El último Burroughs desprecia la reverencia romántica hacia el adicto y entiende las drogas como un mero vehículo para quebrar la percepción de la realidad
Haruki Murakami es conocido por su conducta espartana, tal vez más propia de un militar que de un artista. Hubo un tiempo en que la vida sedentaria abotargó sus facultades. Que el tabaco colapsó su salud. Entonces propició un cambio en su vida y se entregó al vicio de correr. Jura que se despierta a las cuatro de la madrugada y que escribe durante seis horas sin interrupción. Después, por la tarde, nada o corre. O nada y corre. Luego lee, tal vez escucha algo de música y por fin a las nueve de la noche se acuesta con el automatismo de un robot. Es la repetición, relata el escritor japonés, lo que le sumerge en una especie de hipnosis creativa. Así es como se precipita hacia un estado profundo de la mente. En De qué hablo cuando hablo de escribir, Murakami sostiene que completar una novela es una empresa más bien torpe. "Tan solo se trata de tocar y retocar frases hasta descubrir si funcionan o no, y para hacerlo no queda más remedio que encerrarse en una habitación". Su vida social, desde luego, no parece tan venturosa como su escritura.

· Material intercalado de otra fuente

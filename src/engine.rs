//! Boundary to the native engine.
//!
//! The engine owns radio transport, device enumeration and pose
//! classification. This crate only reaches it through [`Engine`] (hub
//! lifecycle and event draining) and [`CommandPort`] (per-device commands).
//! Handles crossing the boundary are opaque tokens minted by the engine.

use crate::geometry::{Quaternion, Vector3};
use crate::types::{
    Arm, Capabilities, EmgFrame, FirmwareVersion, LockingPolicy, Pose, StreamEmg, UnlockType,
    VibrationType, WarmupResult, WarmupState, XDirection,
};
use std::fmt;
use std::sync::Arc;
use std::time::Duration;

/// Errors raised on the engine side of the boundary.
#[derive(Debug, Clone, PartialEq, Eq, thiserror::Error)]
pub enum EngineError {
    #[error("Engine unavailable: {0}")]
    Unavailable(String),

    #[error("Invalid hub handle {0:?}")]
    InvalidHandle(HubHandle),

    #[error("Unknown listener adapter {0:?}")]
    UnknownAdapter(AdapterId),

    #[error("Unknown device {0:?}")]
    UnknownDevice(DeviceToken),

    #[error("Engine failure: {0}")]
    Backend(String),
}

/// Opaque handle to an allocated engine hub.
#[derive(Debug, Clone, Copy, PartialEq, Eq, Hash)]
pub struct HubHandle(u64);

impl HubHandle {
    pub fn from_raw(raw: u64) -> Self {
        HubHandle(raw)
    }
}

/// Opaque handle to a listener adapter installed in an engine hub.
#[derive(Debug, Clone, Copy, PartialEq, Eq, Hash, PartialOrd, Ord)]
pub struct AdapterId(u64);

impl AdapterId {
    pub fn from_raw(raw: u64) -> Self {
        AdapterId(raw)
    }
}

/// Engine-side identity of one physical device.
///
/// Only comparable and hashable; it carries no meaning outside the engine
/// that minted it.
#[derive(Clone, Copy, PartialEq, Eq, Hash)]
pub struct DeviceToken(u64);

impl DeviceToken {
    pub fn from_raw(raw: u64) -> Self {
        DeviceToken(raw)
    }
}

impl fmt::Debug for DeviceToken {
    fn fmt(&self, f: &mut fmt::Formatter<'_>) -> fmt::Result {
        write!(f, "DeviceToken({:#x})", self.0)
    }
}

/// Event payloads raised by the engine.
#[derive(Debug, Clone, PartialEq)]
pub enum EventPayload {
    Paired(FirmwareVersion),
    Unpaired,
    Connected(FirmwareVersion),
    Disconnected,
    ArmSynced {
        arm: Arm,
        x_direction: XDirection,
        /// Estimated rotation of the Myo on the arm, in radians.
        rotation: f32,
        warmup_state: WarmupState,
    },
    ArmUnsynced,
    Locked,
    Unlocked,
    Pose(Pose),
    Orientation(Quaternion),
    /// Acceleration in g.
    Accelerometer(Vector3),
    /// Angular velocity in deg/s.
    Gyroscope(Vector3),
    Rssi(i8),
    /// Battery percentage, 0..=100.
    BatteryLevel(u8),
    Emg(EmgFrame),
    WarmupCompleted(WarmupResult),
}

impl EventPayload {
    /// The single capability bit a listener needs to receive this payload.
    pub fn capability(&self) -> Capabilities {
        match self {
            EventPayload::Paired(_) => Capabilities::PAIR,
            EventPayload::Unpaired => Capabilities::UNPAIR,
            EventPayload::Connected(_) => Capabilities::CONNECT,
            EventPayload::Disconnected => Capabilities::DISCONNECT,
            EventPayload::ArmSynced { .. } => Capabilities::ARM_SYNC,
            EventPayload::ArmUnsynced => Capabilities::ARM_UNSYNC,
            EventPayload::Locked => Capabilities::LOCK,
            EventPayload::Unlocked => Capabilities::UNLOCK,
            EventPayload::Pose(_) => Capabilities::POSE,
            EventPayload::Orientation(_) => Capabilities::ORIENTATION,
            EventPayload::Accelerometer(_) => Capabilities::ACCELEROMETER,
            EventPayload::Gyroscope(_) => Capabilities::GYROSCOPE,
            EventPayload::Rssi(_) => Capabilities::RSSI,
            EventPayload::BatteryLevel(_) => Capabilities::BATTERY_LEVEL,
            EventPayload::Emg(_) => Capabilities::EMG,
            EventPayload::WarmupCompleted(_) => Capabilities::WARMUP_COMPLETED,
        }
    }
}

/// One engine event.
#[derive(Debug, Clone, PartialEq)]
pub struct Event {
    pub device: DeviceToken,
    /// Microseconds since an unspecified epoch; non-decreasing.
    pub timestamp_us: u64,
    pub payload: EventPayload,
}

/// How long a run call keeps draining events.
#[derive(Debug, Clone, Copy, PartialEq, Eq)]
pub enum RunMode {
    /// Process every event that arrives within the duration.
    All,
    /// Return after the first processed event, or when the duration elapses.
    Once,
}

/// Handler verdict returned to the engine for each delivered event.
#[derive(Debug, Clone, Copy, PartialEq, Eq)]
pub enum Flow {
    Continue,
    /// Abort the current dispatch pass; the engine returns from run immediately.
    Stop,
}

/// Event handler passed into [`Engine::run`] and [`Engine::wait_for_device`].
pub type EventHandler<'a> = dyn FnMut(AdapterId, &Event) -> Flow + 'a;

/// Per-device commands with their boundary codes.
#[derive(Debug, Clone, Copy, PartialEq, Eq)]
pub enum DeviceCommand {
    Vibrate(VibrationType),
    RequestRssi,
    RequestBatteryLevel,
    Unlock(UnlockType),
    Lock,
    NotifyUserAction,
    SetStreamEmg(StreamEmg),
}

impl DeviceCommand {
    /// Numeric argument code for commands that take one, for engines
    /// backed by a C library.
    pub fn code(&self) -> Option<u8> {
        match self {
            DeviceCommand::Vibrate(t) => Some(*t as u8),
            DeviceCommand::Unlock(t) => Some(*t as u8),
            DeviceCommand::SetStreamEmg(s) => Some(*s as u8),
            DeviceCommand::RequestRssi
            | DeviceCommand::RequestBatteryLevel
            | DeviceCommand::Lock
            | DeviceCommand::NotifyUserAction => None,
        }
    }
}

/// Command path into the engine, usable from inside event handlers.
pub trait CommandPort: Send + Sync {
    fn send(&self, device: DeviceToken, command: DeviceCommand) -> Result<(), EngineError>;
}

/// The native engine.
///
/// Calls are synchronous. `run` and `wait_for_device` block on the calling
/// thread and invoke `handler` there, once per (adapter, event) pair whose
/// adapter capability bitmap contains the event's capability bit.
pub trait Engine: Send {
    fn init_hub(&mut self, application_id: &str) -> Result<HubHandle, EngineError>;

    fn shutdown_hub(&mut self, hub: HubHandle) -> Result<(), EngineError>;

    fn set_locking_policy(&mut self, hub: HubHandle, policy: LockingPolicy)
        -> Result<(), EngineError>;

    fn run(
        &mut self,
        hub: HubHandle,
        duration: Duration,
        mode: RunMode,
        handler: &mut EventHandler<'_>,
    ) -> Result<(), EngineError>;

    /// Drain events until a device pairs. `None` timeout waits indefinitely.
    /// Returns `Ok(None)` on timeout or when `handler` stops the pass.
    fn wait_for_device(
        &mut self,
        hub: HubHandle,
        timeout: Option<Duration>,
        handler: &mut EventHandler<'_>,
    ) -> Result<Option<DeviceToken>, EngineError>;

    fn create_adapter(
        &mut self,
        hub: HubHandle,
        capabilities: Capabilities,
    ) -> Result<AdapterId, EngineError>;

    fn destroy_adapter(&mut self, hub: HubHandle, adapter: AdapterId) -> Result<(), EngineError>;

    /// Shared command path for devices of this engine.
    fn command_port(&self) -> Arc<dyn CommandPort>;
}

#[cfg(test)]
mod tests {
    use super::*;

    #[test]
    fn test_payload_capability_is_single_bit() {
        let payloads = [
            EventPayload::Paired(FirmwareVersion::default()),
            EventPayload::Unpaired,
            EventPayload::Connected(FirmwareVersion::default()),
            EventPayload::Disconnected,
            EventPayload::ArmSynced {
                arm: Arm::Left,
                x_direction: XDirection::TowardWrist,
                rotation: 0.0,
                warmup_state: WarmupState::Warm,
            },
            EventPayload::ArmUnsynced,
            EventPayload::Locked,
            EventPayload::Unlocked,
            EventPayload::Pose(Pose::Fist),
            EventPayload::Orientation(Quaternion::IDENTITY),
            EventPayload::Accelerometer(Vector3::Z),
            EventPayload::Gyroscope(Vector3::ZERO),
            EventPayload::Rssi(-60),
            EventPayload::BatteryLevel(80),
            EventPayload::Emg([0; 8]),
            EventPayload::WarmupCompleted(WarmupResult::Success),
        ];
        let mut seen = Capabilities::empty();
        for p in &payloads {
            let cap = p.capability();
            assert_eq!(cap.bits().count_ones(), 1);
            assert!(!seen.contains(cap));
            seen |= cap;
        }
        assert_eq!(seen, Capabilities::all());
    }

    #[test]
    fn test_command_codes() {
        assert_eq!(DeviceCommand::Vibrate(VibrationType::Long).code(), Some(2));
        assert_eq!(DeviceCommand::Unlock(UnlockType::Hold).code(), Some(1));
        assert_eq!(DeviceCommand::SetStreamEmg(StreamEmg::Enabled).code(), Some(1));
        assert_eq!(DeviceCommand::Lock.code(), None);
    }
}
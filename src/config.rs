use crate::types::LockingPolicy;

/// Environment variable overriding the application identifier.
pub const ENV_APPLICATION_ID: &str = "MYO_APPLICATION_ID";
/// Environment variable selecting the locking policy (`none` | `standard`).
pub const ENV_LOCKING_POLICY: &str = "MYO_LOCKING_POLICY";

/// Hub construction settings.
#[derive(Debug, Clone, PartialEq, Eq)]
pub struct HubConfig {
    /// Reverse-domain identifier, e.g. `com.example.app`.
    pub application_id: String,
    /// Applied right after the hub is allocated. `None` keeps the engine default.
    pub locking_policy: Option<LockingPolicy>,
}

impl HubConfig {
    pub fn new(application_id: impl Into<String>) -> Self {
        Self {
            application_id: application_id.into(),
            locking_policy: None,
        }
    }

    pub fn with_locking_policy(mut self, policy: LockingPolicy) -> Self {
        self.locking_policy = Some(policy);
        self
    }

    /// Build a config from `default_app_id`, then apply `MYO_*` overrides.
    pub fn from_env(default_app_id: &str) -> Self {
        Self::from_lookup(default_app_id, |name| std::env::var(name).ok())
    }

    fn from_lookup(default_app_id: &str, lookup: impl Fn(&str) -> Option<String>) -> Self {
        let application_id = lookup(ENV_APPLICATION_ID)
            .map(|v| v.trim().to_string())
            .filter(|v| !v.is_empty())
            .unwrap_or_else(|| default_app_id.to_string());

        let locking_policy = lookup(ENV_LOCKING_POLICY)
            .filter(|v| !v.trim().is_empty())
            .and_then(|v| {
                let policy = LockingPolicy::parse(&v);
                if policy.is_none() {
                    log::warn!(
                        "Unknown {}='{}', ignoring (supported: none|standard)",
                        ENV_LOCKING_POLICY,
                        v
                    );
                }
                policy
            });

        Self {
            application_id,
            locking_policy,
        }
    }
}
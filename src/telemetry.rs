//! Tracing subscriber setup.

use tracing_subscriber::EnvFilter;
use tracing_subscriber::layer::SubscriberExt;
use tracing_subscriber::util::SubscriberInitExt;

/// Builds the filter from `RUST_LOG`, falling back to `default_filter`.
///
/// An unparsable fallback degrades to `info`.
pub fn env_filter(default_filter: &str) -> EnvFilter {
    EnvFilter::try_from_default_env()
        .or_else(|_| EnvFilter::try_new(default_filter))
        .unwrap_or_else(|_| EnvFilter::new("info"))
}

/// Installs the global subscriber with an fmt layer writing to stderr.
///
/// Calling this more than once is harmless; later calls are ignored.
pub fn init_tracing(default_filter: &str) {
    let fmt_layer = tracing_subscriber::fmt::layer()
        .with_target(true)
        .with_writer(std::io::stderr);

    let _ = tracing_subscriber::registry()
        .with(env_filter(default_filter))
        .with(fmt_layer)
        .try_init();
}
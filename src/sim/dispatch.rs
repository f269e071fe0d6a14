//! Fixed-priority allocation of one interval's surplus or deficit.
//!
//! Surplus: battery charge, then grid export, then curtailment.
//! Deficit: battery discharge, then generator and grid import in the order
//! given by [`GridPriority`], then unmet demand.

use crate::devices::{BatteryState, Generator, GridConnection};

use super::types::GridPriority;

/// Sign of an interval's net renewable balance.
#[derive(Debug, Clone, Copy, PartialEq)]
pub enum Balance {
    /// Renewables meet demand; carries the excess (kW, >= 0).
    Surplus(f64),
    /// Renewables fall short; carries the shortfall (kW, > 0).
    Deficit(f64),
}

impl Balance {
    /// Classifies `renewables_kw - demand_kw`. A zero balance is a surplus.
    pub fn from_net(net_kw: f64) -> Self {
        if net_kw >= 0.0 {
            Self::Surplus(net_kw)
        } else {
            Self::Deficit(-net_kw)
        }
    }
}

/// Power flows decided for one interval (kW unless noted).
#[derive(Debug, Clone, Copy, Default, PartialEq)]
pub struct Allocation {
    pub charge_kw: f64,
    /// Energy that reached storage after charging losses (kWh).
    pub stored_kwh: f64,
    pub discharge_kw: f64,
    pub generator_kw: f64,
    pub import_kw: f64,
    pub export_kw: f64,
    pub curtailed_kw: f64,
    pub unmet_kw: f64,
}

/// The interval-invariant resources and the allocation policy over them.
///
/// The battery is not held here: it is the only state that carries across
/// intervals and is threaded through [`Dispatcher::allocate`] by the caller.
#[derive(Debug, Clone, Default, PartialEq)]
pub struct Dispatcher {
    pub generator: Option<Generator>,
    pub grid: Option<GridConnection>,
}

impl Dispatcher {
    pub fn new(generator: Option<Generator>, grid: Option<GridConnection>) -> Self {
        Self { generator, grid }
    }

    fn priority(&self) -> GridPriority {
        self.grid
            .as_ref()
            .map_or(GridPriority::AfterGen, |g| g.priority)
    }

    /// Allocates one interval's balance across battery, grid, and generator.
    pub fn allocate(
        &self,
        balance: Balance,
        battery: Option<&mut BatteryState>,
        dt_hours: f64,
    ) -> Allocation {
        match balance {
            Balance::Surplus(surplus_kw) => self.absorb_surplus(surplus_kw, battery, dt_hours),
            Balance::Deficit(deficit_kw) => self.cover_deficit(deficit_kw, battery, dt_hours),
        }
    }

    fn absorb_surplus(
        &self,
        surplus_kw: f64,
        battery: Option<&mut BatteryState>,
        dt_hours: f64,
    ) -> Allocation {
        let mut alloc = Allocation::default();
        let mut surplus = surplus_kw;

        if let Some(battery) = battery {
            let charge = battery.charge(surplus, dt_hours);
            alloc.charge_kw = charge.power_kw;
            alloc.stored_kwh = charge.stored_kwh;
            surplus -= charge.power_kw;
        }

        self.spill(surplus, &mut alloc);
        alloc
    }

    fn cover_deficit(
        &self,
        deficit_kw: f64,
        battery: Option<&mut BatteryState>,
        dt_hours: f64,
    ) -> Allocation {
        let mut alloc = Allocation::default();
        let mut deficit = deficit_kw;

        if let Some(battery) = battery {
            alloc.discharge_kw = battery.discharge(deficit, dt_hours);
            deficit -= alloc.discharge_kw;
        }

        match self.priority() {
            GridPriority::BeforeGen => {
                deficit = self.draw_import(deficit, &mut alloc);
                deficit = self.run_generator(deficit, &mut alloc);
            }
            GridPriority::AfterGen => {
                deficit = self.run_generator(deficit, &mut alloc);
                deficit = self.draw_import(deficit, &mut alloc);
            }
        }

        if deficit > 0.0 {
            alloc.unmet_kw = deficit;
        }
        alloc
    }

    /// Imports toward `need_kw` and returns what is still uncovered.
    fn draw_import(&self, need_kw: f64, alloc: &mut Allocation) -> f64 {
        let Some(grid) = &self.grid else {
            return need_kw;
        };
        let import_kw = grid.import_kw(need_kw);
        alloc.import_kw += import_kw;
        need_kw - import_kw
    }

    /// Dispatches the generator toward `need_kw` and returns what is still
    /// uncovered. Output forced above the need by the minimum-loading floor
    /// is spilled to export and then curtailment.
    fn run_generator(&self, need_kw: f64, alloc: &mut Allocation) -> f64 {
        let Some(generator) = &self.generator else {
            return need_kw;
        };
        let output_kw = generator.output_kw(need_kw);
        alloc.generator_kw += output_kw;

        let excess_kw = (output_kw - need_kw).max(0.0);
        self.spill(excess_kw, alloc);

        need_kw - need_kw.min(output_kw)
    }

    /// Offers `excess_kw` to grid export and curtails the remainder.
    fn spill(&self, excess_kw: f64, alloc: &mut Allocation) {
        if excess_kw <= 0.0 {
            return;
        }
        let export_kw = self.grid.as_ref().map_or(0.0, |g| g.export_kw(excess_kw));
        alloc.export_kw += export_kw;

        let remainder = excess_kw - export_kw;
        if remainder > 0.0 {
            alloc.curtailed_kw += remainder;
        }
    }
}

Aldous Huxley confiesa que escribe guiado más por la intuición que por los planes. Se entrega, eso sí, a un trabajo diario y metódico de cuatro o cinco horas. Gustave Flaubert cultiva una rutina estricta y nocturna. Los ruidos del día, al parecer, perturbaban su imaginación. Thomas Mann se encierra en su habitación a las nueve de la mañana y prohíbe el acceso de cualquier visita o llamada de teléfono e incluso de su propia familia. F. Scott Fitzgerald escribe en sesiones tan productivas que llegan a alcanzar las ocho mil palabras. Estos arrebatos creativos funcionan mejor, confiesa, para géneros como el relato breve.
El oficio de la escritura no es esa brujería fantasiosa que nos han vendido las películas. Porque la vieja y noble maestría de juntar palabras exige tiempo y soledad y silencio y rutina. Lo explica Norman Mailer en una entrevista con Steven Marcus. Escribir "no es más que una bolsa disputada de procedimientos, trucos, erudición, gimnasia formal, supersticiones simbólicas. Metodología, en resumen. Es el compendio de lo que uno ha adquirido de los demás". Escribir es una disciplina que se aprende y se enseña. Es un repertorio de técnicas y costumbres que nos sirven para construir frases y personajes y mundos. Que nos hacen pensar y reír y llorar. Es un trabajo que nos quita el sueño. Pero que nos permite soñar.